View Inspect tells you which server-side or client-side template is responsible for rendering a DOM element. Instead of using grep to filter through a large codebase, the source location can be found right away in its data-attribute when you open up web inspector. Works with Rails 3 and 4. See below for templates supported and their required libraries.

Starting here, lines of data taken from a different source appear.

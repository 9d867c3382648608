use crate::extractors::{
    accepts_event_stream::AcceptsEventStream, authenticated_user::AuthenticatedUser,
    caller::RequestCaller,
};
use crate::params::comment::CreateParams;
use crate::{AppState, Error};
use axum::extract::{Path, State};
use axum::http::StatusCode;
use axum::response::{IntoResponse, Response};
use axum::Json;
use domain::comment as CommentApi;
use log::*;
use sse::EventStream;

/// GET the comments of a post, live or as a snapshot. Anonymous callers are
/// welcome.
pub async fn index(
    RequestCaller(caller): RequestCaller,
    AcceptsEventStream(streaming): AcceptsEventStream,
    State(app_state): State<AppState>,
    Path(post_id): Path<String>,
) -> Result<Response, Error> {
    if streaming {
        debug!("Streaming comments on post {post_id} for {:?}", caller.user_id);
        let subscription = CommentApi::subscribe(&app_state.ctx, &caller, &post_id).await?;
        return Ok(EventStream::new(subscription, app_state.heartbeat()).into_response());
    }

    let comments = CommentApi::list(&app_state.ctx, &caller, &post_id).await?;

    Ok(Json(comments).into_response())
}

/// CREATE a comment on a post
pub async fn create(
    AuthenticatedUser(caller): AuthenticatedUser,
    State(app_state): State<AppState>,
    Path(post_id): Path<String>,
    Json(params): Json<CreateParams>,
) -> Result<impl IntoResponse, Error> {
    debug!("CREATE comment on post {post_id}");

    let comment = CommentApi::create(&app_state.ctx, &caller, &post_id, &params.content).await?;

    Ok((StatusCode::CREATED, Json(comment)))
}

/// Like or unlike a comment
pub async fn toggle_like(
    AuthenticatedUser(caller): AuthenticatedUser,
    State(app_state): State<AppState>,
    Path(comment_id): Path<String>,
) -> Result<impl IntoResponse, Error> {
    debug!("TOGGLE like of comment {comment_id}");

    let toggled = CommentApi::toggle_like(&app_state.ctx, &caller, &comment_id).await?;

    Ok(Json(toggled))
}
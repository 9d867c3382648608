use std::error::Error as StdError;

use axum::http::StatusCode;
use axum::response::{IntoResponse, Response};

use domain::error::{DomainErrorKind, EntityErrorKind, Error as DomainError, InternalErrorKind};
use log::*;

pub type Result<T> = core::result::Result<T, Error>;

#[derive(Debug)]
pub struct Error(DomainError);

impl StdError for Error {}

impl std::fmt::Display for Error {
    fn fmt(&self, fmt: &mut std::fmt::Formatter) -> core::result::Result<(), std::fmt::Error> {
        write!(fmt, "{}", self.0)
    }
}

impl Error {
    fn status(&self) -> StatusCode {
        match &self.0.error_kind {
            DomainErrorKind::Unauthenticated => StatusCode::UNAUTHORIZED,
            DomainErrorKind::Internal(InternalErrorKind::Entity(entity_error_kind)) => {
                match entity_error_kind {
                    EntityErrorKind::NotFound => StatusCode::NOT_FOUND,
                    EntityErrorKind::Invalid | EntityErrorKind::Conflict => {
                        StatusCode::UNPROCESSABLE_ENTITY
                    }
                    EntityErrorKind::Forbidden => StatusCode::FORBIDDEN,
                    EntityErrorKind::Other(_) => StatusCode::INTERNAL_SERVER_ERROR,
                }
            }
            DomainErrorKind::Internal(
                InternalErrorKind::Broker | InternalErrorKind::Config | InternalErrorKind::Other(_),
            ) => StatusCode::INTERNAL_SERVER_ERROR,
        }
    }
}

// List of possible StatusCode variants https://docs.rs/http/latest/http/status/struct.StatusCode.html#associatedconstant.UNPROCESSABLE_ENTITY
impl IntoResponse for Error {
    fn into_response(self) -> Response {
        let status = self.status();

        if status.is_server_error() {
            error!("{self}");
        } else {
            debug!("{self}");
        }

        let message = match (&self.0.error_kind, &self.0.source) {
            // Validation messages are written for the client.
            (
                DomainErrorKind::Internal(InternalErrorKind::Entity(EntityErrorKind::Invalid)),
                Some(source),
            ) => source.to_string(),
            _ => status
                .canonical_reason()
                .unwrap_or("UNKNOWN")
                .to_uppercase(),
        };

        (status, message).into_response()
    }
}

impl<E> From<E> for Error
where
    E: Into<DomainError>,
{
    fn from(err: E) -> Self {
        Self(err.into())
    }
}
//! Caller identity.
//!
//! Request handlers never read identity from ambient state. They hand the raw
//! token to an [`Authenticator`] and pass the resolved [`Caller`] explicitly to
//! the operations that need it.
use crate::error::{DomainErrorKind, Error, InternalErrorKind};
use async_trait::async_trait;
use chrono::{DateTime, Utc};
use events::UserId;
use jsonwebtoken::{decode, encode, Algorithm, DecodingKey, EncodingKey, Header, Validation};
use log::*;
use serde::{Deserialize, Serialize};
use std::time::Duration;

/// The identity of whoever issued the current request.
#[derive(Debug, Clone, Default, PartialEq, Eq)]
pub struct Caller {
    pub user_id: Option<UserId>,
}

impl Caller {
    pub fn anonymous() -> Self {
        Self::default()
    }

    pub fn user(user_id: impl Into<UserId>) -> Self {
        Self {
            user_id: Some(user_id.into()),
        }
    }

    /// The caller's user id, or `Unauthenticated` for anonymous callers.
    pub fn require_user(&self) -> Result<&UserId, Error> {
        self.user_id.as_ref().ok_or_else(Error::unauthenticated)
    }
}

/// Resolves a bearer token to the user it was issued for.
#[async_trait]
pub trait Authenticator: Send + Sync {
    /// Fails with `Unauthenticated` when the token is malformed, forged or expired.
    async fn resolve(&self, token: &str) -> Result<UserId, Error>;
}

#[derive(Debug, Serialize, Deserialize)]
struct Claims {
    sub: UserId,
    iat: i64,
    exp: i64,
}

/// A freshly signed token and the moment it stops being accepted.
#[derive(Debug, Clone, Serialize)]
#[serde(rename_all = "camelCase")]
pub struct IssuedToken {
    pub token: String,
    pub expires_at: DateTime<Utc>,
}

/// HS256 tokens whose `sub` claim is the user id.
pub struct JwtAuthenticator {
    encoding_key: EncodingKey,
    decoding_key: DecodingKey,
    lifetime: Duration,
}

impl JwtAuthenticator {
    pub fn new(secret: &str, lifetime: Duration) -> Result<Self, Error> {
        if secret.is_empty() {
            warn!("Refusing to sign tokens with an empty JWT key");
            return Err(Error {
                source: None,
                error_kind: DomainErrorKind::Internal(InternalErrorKind::Config),
            });
        }

        Ok(Self {
            encoding_key: EncodingKey::from_secret(secret.as_bytes()),
            decoding_key: DecodingKey::from_secret(secret.as_bytes()),
            lifetime,
        })
    }

    pub fn issue(&self, user_id: &str) -> Result<IssuedToken, Error> {
        let issued_at = Utc::now();
        let expires_at = issued_at
            + chrono::Duration::from_std(self.lifetime).map_err(|e| Error {
                source: Some(Box::new(e)),
                error_kind: DomainErrorKind::Internal(InternalErrorKind::Config),
            })?;

        let claims = Claims {
            sub: user_id.to_string(),
            iat: issued_at.timestamp(),
            exp: expires_at.timestamp(),
        };
        let token = encode(&Header::new(Algorithm::HS256), &claims, &self.encoding_key)?;

        Ok(IssuedToken { token, expires_at })
    }
}

#[async_trait]
impl Authenticator for JwtAuthenticator {
    async fn resolve(&self, token: &str) -> Result<UserId, Error> {
        let validation = Validation::new(Algorithm::HS256);

        match decode::<Claims>(token, &self.decoding_key, &validation) {
            Ok(data) => Ok(data.claims.sub),
            Err(e) => {
                debug!("Rejected token: {e}");
                Err(Error {
                    source: Some(Box::new(e)),
                    error_kind: DomainErrorKind::Unauthenticated,
                })
            }
        }
    }
}

#[cfg(test)]
mod tests {
    use super::*;

    const HOUR: Duration = Duration::from_secs(3600);

    #[tokio::test]
    async fn issued_token_resolves_to_its_user() -> Result<(), Error> {
        let authenticator = JwtAuthenticator::new("secret", HOUR)?;

        let issued = authenticator.issue("user-1")?;

        assert_eq!(authenticator.resolve(&issued.token).await?, "user-1");
        assert!(issued.expires_at > Utc::now());
        Ok(())
    }

    #[tokio::test]
    async fn token_signed_with_another_key_is_unauthenticated() -> Result<(), Error> {
        let ours = JwtAuthenticator::new("secret", HOUR)?;
        let theirs = JwtAuthenticator::new("other secret", HOUR)?;

        let issued = theirs.issue("user-1")?;
        let result = ours.resolve(&issued.token).await;

        assert_eq!(
            result.unwrap_err().error_kind,
            DomainErrorKind::Unauthenticated
        );
        Ok(())
    }

    #[tokio::test]
    async fn expired_token_is_unauthenticated() -> Result<(), Error> {
        let authenticator = JwtAuthenticator::new("secret", HOUR)?;
        let claims = Claims {
            sub: "user-1".to_string(),
            iat: Utc::now().timestamp() - 7200,
            exp: Utc::now().timestamp() - 3600,
        };
        let token = encode(
            &Header::new(Algorithm::HS256),
            &claims,
            &EncodingKey::from_secret(b"secret"),
        )?;

        let result = authenticator.resolve(&token).await;

        assert_eq!(
            result.unwrap_err().error_kind,
            DomainErrorKind::Unauthenticated
        );
        Ok(())
    }

    #[tokio::test]
    async fn garbage_is_unauthenticated() -> Result<(), Error> {
        let authenticator = JwtAuthenticator::new("secret", HOUR)?;

        let result = authenticator.resolve("not-a-token").await;

        assert_eq!(
            result.unwrap_err().error_kind,
            DomainErrorKind::Unauthenticated
        );
        Ok(())
    }

    #[test]
    fn empty_key_is_a_config_error() {
        let result = JwtAuthenticator::new("", HOUR);

        assert_eq!(
            result.err().map(|e| e.error_kind),
            Some(DomainErrorKind::Internal(InternalErrorKind::Config))
        );
    }

    #[test]
    fn anonymous_caller_requires_a_user() {
        assert_eq!(
            Caller::anonymous().require_user().unwrap_err().error_kind,
            DomainErrorKind::Unauthenticated
        );
        assert_eq!(Caller::user("u-1").require_user().unwrap(), "u-1");
    }
}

Source location is added by first stubbing out all template specific expressions (i.e. <% %> for erb). Nokogiri parses the resulting valid HTML fragment and adds file:line information to each DOM node. After which stubs are replaced back with original template expressions.

Screenshot

See screenshot

Support

Template Required Library
Haml haml
ERB any erb implementation
Handlebars ember-rails
EJS sprockets
Eco sprockets

Installation

group :development do
  gem "view_inspect"
end

ViewInspect is enabled by default. To disable it, add this line on config/environments/development.rb

ViewInspect.disable = true

Server-Side Templates

If you just want to track file:line origin of server-side templates such as ERB and Haml, you don't have to do anything else. It should just work after enabling it on development.rb

Client-Side Templates

For client-side templates to work, they have to live in separate files as opposed to being embedded in script tags. Also, you might need to clear the sprockets cache on initial use and cache directory is usually stored in tmp/cache/assets. Alternatively, you can just clear the whole cache via:

rake tmp:clear

Javascript DOM insertion

If you use a lot of javascript/jquery to manually insert DOM elements, you can also enable javascript DOM insertion tracking by adding this line to config/environments/development.rb.

ViewInspect.enable_javascript_tracking!

Then, you need to make sure that in your config/environments/development.rb, asset compression is turned off

config.assets.compress = false

Also, depending which library you're using, you may need to specify external libraries you wish to prevent from showing up as a potential source location. This is because of the way we track the origin of javascript DOM insertion. In order to do that, pass in an array of library names you want to exclude to enable_javascript_tracking! . For example:

ViewInspect.enable_javascript_tracking!([:jquery, :backbone])

The reason why you may need to do this is because of the way we track the javascript file:line. We intercept the native DOM insertion methods such as appendChild, insertBefore, or replaceChild, look at the stacktrace, and then go through it to find the most recent caller which corresponds to our javascript code.

Warning

By default, this is only enabled for development to avoid exposing source code filepath information publicly.